Dataset entries:
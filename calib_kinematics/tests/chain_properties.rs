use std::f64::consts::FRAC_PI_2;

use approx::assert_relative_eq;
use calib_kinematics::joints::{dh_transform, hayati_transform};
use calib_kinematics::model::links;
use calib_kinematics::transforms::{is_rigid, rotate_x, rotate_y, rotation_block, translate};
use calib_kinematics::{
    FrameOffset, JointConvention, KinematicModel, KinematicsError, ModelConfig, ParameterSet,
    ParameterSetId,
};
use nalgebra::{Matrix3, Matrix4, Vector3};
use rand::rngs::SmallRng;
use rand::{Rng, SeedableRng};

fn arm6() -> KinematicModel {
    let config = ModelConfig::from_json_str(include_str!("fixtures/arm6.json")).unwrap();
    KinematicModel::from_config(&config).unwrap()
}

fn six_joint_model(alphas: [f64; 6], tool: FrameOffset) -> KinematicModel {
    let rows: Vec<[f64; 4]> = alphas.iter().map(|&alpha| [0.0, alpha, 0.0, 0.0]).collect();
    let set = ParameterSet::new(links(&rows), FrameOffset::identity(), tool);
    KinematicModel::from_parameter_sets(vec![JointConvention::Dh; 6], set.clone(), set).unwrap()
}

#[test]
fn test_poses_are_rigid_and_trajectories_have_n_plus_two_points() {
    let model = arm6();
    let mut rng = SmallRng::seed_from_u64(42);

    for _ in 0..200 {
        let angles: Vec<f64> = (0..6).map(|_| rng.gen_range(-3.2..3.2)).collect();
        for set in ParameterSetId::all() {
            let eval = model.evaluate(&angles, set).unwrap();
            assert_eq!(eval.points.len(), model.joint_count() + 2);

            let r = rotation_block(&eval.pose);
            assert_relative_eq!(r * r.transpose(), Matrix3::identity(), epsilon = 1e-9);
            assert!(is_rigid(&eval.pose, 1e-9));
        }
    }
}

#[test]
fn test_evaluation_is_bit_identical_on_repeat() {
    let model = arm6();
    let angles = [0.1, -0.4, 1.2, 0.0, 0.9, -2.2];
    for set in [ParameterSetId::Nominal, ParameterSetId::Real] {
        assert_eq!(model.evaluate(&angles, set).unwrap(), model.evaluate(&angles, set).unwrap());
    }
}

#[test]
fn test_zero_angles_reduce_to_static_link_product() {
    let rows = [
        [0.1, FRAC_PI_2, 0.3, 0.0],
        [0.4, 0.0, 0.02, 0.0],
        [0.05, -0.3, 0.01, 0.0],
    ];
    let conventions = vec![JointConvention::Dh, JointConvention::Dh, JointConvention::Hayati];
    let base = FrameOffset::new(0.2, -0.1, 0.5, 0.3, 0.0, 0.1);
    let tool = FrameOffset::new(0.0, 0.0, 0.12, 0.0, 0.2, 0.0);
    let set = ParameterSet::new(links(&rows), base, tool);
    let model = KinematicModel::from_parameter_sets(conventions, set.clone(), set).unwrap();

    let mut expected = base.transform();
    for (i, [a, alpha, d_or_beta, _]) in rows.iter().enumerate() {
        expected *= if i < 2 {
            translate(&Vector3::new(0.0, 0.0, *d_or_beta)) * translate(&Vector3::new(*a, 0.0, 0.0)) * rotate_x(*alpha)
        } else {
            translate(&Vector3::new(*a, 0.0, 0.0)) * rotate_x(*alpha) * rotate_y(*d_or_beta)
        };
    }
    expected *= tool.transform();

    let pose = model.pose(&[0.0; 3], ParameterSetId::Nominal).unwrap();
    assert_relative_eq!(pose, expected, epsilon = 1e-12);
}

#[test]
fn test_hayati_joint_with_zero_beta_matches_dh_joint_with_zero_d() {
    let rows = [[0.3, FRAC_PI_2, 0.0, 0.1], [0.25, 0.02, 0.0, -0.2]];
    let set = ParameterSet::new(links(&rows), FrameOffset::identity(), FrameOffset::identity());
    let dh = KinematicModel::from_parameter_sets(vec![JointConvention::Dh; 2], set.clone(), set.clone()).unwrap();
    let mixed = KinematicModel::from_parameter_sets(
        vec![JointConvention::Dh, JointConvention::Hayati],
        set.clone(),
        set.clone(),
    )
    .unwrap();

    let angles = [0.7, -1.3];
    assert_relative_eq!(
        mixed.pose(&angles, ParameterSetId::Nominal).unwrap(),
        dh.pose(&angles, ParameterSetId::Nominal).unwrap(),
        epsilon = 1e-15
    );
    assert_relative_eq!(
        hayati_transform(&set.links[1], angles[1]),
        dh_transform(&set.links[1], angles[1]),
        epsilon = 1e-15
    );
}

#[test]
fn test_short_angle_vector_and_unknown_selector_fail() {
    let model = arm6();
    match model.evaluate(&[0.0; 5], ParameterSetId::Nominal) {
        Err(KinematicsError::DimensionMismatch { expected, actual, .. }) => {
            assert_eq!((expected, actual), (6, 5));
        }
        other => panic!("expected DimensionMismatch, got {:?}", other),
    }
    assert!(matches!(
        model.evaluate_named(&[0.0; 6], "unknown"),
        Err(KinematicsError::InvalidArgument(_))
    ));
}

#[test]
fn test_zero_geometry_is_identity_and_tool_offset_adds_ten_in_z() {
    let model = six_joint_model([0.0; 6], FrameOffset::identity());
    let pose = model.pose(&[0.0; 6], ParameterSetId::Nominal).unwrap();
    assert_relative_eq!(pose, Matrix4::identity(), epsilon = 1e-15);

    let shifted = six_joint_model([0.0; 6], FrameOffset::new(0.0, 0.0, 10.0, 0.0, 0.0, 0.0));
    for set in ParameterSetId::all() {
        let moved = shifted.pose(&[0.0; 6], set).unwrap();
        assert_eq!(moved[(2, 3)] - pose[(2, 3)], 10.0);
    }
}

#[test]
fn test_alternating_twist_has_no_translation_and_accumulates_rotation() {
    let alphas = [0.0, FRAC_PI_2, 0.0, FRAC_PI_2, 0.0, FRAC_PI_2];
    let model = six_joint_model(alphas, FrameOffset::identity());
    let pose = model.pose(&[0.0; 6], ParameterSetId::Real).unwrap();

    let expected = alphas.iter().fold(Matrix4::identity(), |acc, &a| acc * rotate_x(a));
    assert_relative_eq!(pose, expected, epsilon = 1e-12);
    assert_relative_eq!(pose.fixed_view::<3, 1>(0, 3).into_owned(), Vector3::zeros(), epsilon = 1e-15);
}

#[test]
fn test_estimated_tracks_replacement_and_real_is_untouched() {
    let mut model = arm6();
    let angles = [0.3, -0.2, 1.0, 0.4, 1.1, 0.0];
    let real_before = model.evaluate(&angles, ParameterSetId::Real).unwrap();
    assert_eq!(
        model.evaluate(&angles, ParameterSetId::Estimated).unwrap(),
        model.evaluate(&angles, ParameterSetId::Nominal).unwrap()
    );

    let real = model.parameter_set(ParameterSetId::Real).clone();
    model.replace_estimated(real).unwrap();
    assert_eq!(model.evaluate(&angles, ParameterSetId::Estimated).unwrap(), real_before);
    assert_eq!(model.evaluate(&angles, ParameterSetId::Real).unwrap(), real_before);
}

---

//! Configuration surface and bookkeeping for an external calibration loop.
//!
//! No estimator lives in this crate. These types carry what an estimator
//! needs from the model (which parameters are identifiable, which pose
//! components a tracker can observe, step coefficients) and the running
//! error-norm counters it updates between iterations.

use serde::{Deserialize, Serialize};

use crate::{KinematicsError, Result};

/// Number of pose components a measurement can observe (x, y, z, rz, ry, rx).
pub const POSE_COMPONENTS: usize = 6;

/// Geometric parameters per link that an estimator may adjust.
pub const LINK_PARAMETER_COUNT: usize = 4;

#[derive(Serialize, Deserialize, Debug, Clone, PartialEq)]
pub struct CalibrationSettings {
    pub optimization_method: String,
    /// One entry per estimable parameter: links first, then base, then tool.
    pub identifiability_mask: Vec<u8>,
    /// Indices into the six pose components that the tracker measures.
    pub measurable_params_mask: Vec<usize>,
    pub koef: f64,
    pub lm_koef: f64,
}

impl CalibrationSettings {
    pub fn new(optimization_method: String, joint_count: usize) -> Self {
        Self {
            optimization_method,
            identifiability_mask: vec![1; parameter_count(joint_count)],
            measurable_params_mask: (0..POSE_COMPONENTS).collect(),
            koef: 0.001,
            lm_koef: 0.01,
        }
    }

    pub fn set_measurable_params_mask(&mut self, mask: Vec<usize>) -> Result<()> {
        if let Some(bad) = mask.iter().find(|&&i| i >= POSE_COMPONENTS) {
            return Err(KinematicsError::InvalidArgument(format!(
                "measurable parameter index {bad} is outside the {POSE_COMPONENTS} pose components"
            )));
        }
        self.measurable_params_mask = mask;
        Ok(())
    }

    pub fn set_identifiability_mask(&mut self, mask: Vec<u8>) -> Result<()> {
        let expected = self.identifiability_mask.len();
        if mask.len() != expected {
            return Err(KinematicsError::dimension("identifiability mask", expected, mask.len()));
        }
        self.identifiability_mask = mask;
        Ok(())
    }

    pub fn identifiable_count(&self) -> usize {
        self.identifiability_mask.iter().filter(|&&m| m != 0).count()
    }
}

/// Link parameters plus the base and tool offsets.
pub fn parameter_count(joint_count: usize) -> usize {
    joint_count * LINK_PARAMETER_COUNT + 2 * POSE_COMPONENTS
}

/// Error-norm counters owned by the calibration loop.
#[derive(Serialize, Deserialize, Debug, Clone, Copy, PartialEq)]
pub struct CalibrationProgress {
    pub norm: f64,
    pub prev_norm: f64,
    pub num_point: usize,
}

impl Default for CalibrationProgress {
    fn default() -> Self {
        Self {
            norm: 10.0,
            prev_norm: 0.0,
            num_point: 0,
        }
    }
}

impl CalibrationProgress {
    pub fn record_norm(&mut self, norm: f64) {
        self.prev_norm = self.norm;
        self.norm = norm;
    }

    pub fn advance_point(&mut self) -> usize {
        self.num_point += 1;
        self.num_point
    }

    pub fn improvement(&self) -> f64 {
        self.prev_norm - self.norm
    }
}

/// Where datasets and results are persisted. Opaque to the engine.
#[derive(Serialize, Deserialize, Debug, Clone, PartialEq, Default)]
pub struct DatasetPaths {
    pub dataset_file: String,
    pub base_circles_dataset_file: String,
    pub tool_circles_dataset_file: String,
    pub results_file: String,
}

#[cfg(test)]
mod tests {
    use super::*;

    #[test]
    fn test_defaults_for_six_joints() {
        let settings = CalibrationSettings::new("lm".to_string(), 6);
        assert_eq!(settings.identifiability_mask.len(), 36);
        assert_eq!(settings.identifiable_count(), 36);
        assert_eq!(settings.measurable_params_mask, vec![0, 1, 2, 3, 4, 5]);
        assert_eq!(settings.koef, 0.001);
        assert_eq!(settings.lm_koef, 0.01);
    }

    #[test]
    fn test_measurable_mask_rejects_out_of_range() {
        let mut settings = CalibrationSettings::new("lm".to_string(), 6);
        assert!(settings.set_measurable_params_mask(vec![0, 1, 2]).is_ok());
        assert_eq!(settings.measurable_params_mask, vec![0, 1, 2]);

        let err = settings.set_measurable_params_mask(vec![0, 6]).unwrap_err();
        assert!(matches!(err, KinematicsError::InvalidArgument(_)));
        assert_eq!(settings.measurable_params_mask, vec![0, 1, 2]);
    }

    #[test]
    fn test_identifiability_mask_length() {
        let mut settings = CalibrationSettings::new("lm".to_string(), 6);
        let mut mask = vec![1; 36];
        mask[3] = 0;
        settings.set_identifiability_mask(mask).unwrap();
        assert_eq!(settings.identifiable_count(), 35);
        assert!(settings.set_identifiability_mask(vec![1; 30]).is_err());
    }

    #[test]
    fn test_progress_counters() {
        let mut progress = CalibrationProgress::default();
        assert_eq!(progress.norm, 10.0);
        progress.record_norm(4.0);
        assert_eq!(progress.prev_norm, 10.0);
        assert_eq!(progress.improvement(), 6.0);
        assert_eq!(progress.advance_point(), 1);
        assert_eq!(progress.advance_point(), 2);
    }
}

* [Problem] The answer must be every line from the entries above that holds the string "translate".

* [Solved problem]
use calib_kinematics::transforms::{is_rigid, rotate_x, rotate_y, rotation_block, translate};
            translate(&Vector3::new(0.0, 0.0, *d_or_beta)) * translate(&Vector3::new(*a, 0.0, 0.0)) * rotate_x(*alpha)
            translate(&Vector3::new(*a, 0.0, 0.0)) * rotate_x(*alpha) * rotate_y(*d_or_beta)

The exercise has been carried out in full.